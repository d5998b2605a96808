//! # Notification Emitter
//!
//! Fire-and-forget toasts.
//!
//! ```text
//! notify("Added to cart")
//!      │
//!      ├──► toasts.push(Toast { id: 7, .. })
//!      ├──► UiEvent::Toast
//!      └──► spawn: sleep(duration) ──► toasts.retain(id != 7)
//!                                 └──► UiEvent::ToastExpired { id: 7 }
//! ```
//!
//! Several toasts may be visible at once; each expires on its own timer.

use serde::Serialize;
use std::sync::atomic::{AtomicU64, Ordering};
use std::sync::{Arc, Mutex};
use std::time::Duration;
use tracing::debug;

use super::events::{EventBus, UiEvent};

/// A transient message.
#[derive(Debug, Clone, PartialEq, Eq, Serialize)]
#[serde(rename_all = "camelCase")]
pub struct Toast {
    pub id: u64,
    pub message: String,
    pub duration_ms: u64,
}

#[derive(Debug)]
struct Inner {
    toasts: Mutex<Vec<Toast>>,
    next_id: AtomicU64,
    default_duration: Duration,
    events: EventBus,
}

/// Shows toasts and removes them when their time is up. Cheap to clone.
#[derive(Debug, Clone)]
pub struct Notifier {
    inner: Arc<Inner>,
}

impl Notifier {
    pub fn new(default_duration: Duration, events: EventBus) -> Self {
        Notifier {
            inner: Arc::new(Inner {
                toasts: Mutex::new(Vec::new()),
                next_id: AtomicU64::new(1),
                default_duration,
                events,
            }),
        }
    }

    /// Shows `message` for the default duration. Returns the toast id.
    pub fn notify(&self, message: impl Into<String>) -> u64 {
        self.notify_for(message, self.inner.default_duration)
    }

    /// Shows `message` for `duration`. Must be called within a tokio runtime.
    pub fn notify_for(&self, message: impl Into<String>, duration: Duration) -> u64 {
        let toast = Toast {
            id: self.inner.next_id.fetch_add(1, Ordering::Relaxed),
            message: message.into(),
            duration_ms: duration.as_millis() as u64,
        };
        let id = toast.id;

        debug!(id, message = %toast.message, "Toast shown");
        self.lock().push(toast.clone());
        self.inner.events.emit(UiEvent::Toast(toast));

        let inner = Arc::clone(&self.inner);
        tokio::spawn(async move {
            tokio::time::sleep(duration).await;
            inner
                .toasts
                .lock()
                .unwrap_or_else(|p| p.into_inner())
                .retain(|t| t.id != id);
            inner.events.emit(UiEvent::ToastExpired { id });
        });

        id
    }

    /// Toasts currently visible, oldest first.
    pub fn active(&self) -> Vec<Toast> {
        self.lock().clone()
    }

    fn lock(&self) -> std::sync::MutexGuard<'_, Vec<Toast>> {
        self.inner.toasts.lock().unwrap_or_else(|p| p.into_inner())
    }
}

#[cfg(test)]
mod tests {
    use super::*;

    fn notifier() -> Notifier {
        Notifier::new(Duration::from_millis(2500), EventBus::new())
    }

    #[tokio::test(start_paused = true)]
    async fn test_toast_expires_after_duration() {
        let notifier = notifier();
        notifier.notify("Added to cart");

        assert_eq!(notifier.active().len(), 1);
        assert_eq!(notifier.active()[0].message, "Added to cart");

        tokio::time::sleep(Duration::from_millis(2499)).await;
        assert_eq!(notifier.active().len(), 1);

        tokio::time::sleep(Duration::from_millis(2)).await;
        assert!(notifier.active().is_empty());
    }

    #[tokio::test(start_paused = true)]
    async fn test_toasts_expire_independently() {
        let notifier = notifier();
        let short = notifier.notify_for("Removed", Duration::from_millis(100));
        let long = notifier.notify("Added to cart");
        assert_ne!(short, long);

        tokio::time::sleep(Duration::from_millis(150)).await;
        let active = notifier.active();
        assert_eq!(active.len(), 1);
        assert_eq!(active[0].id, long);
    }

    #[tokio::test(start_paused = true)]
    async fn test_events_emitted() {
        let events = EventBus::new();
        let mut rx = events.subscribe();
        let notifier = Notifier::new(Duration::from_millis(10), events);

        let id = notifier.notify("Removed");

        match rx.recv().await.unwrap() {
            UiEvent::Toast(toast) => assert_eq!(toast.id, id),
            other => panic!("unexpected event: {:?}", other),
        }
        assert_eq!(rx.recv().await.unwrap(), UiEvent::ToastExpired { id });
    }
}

===============

◆ **Problem requirements**:
Lines with the word "ToastExpired" in them should be copied from the preceding records.

◆ **Answer to the problem**:
//!                                 └──► UiEvent::ToastExpired { id: 7 }
            inner.events.emit(UiEvent::ToastExpired { id });
        assert_eq!(rx.recv().await.unwrap(), UiEvent::ToastExpired { id });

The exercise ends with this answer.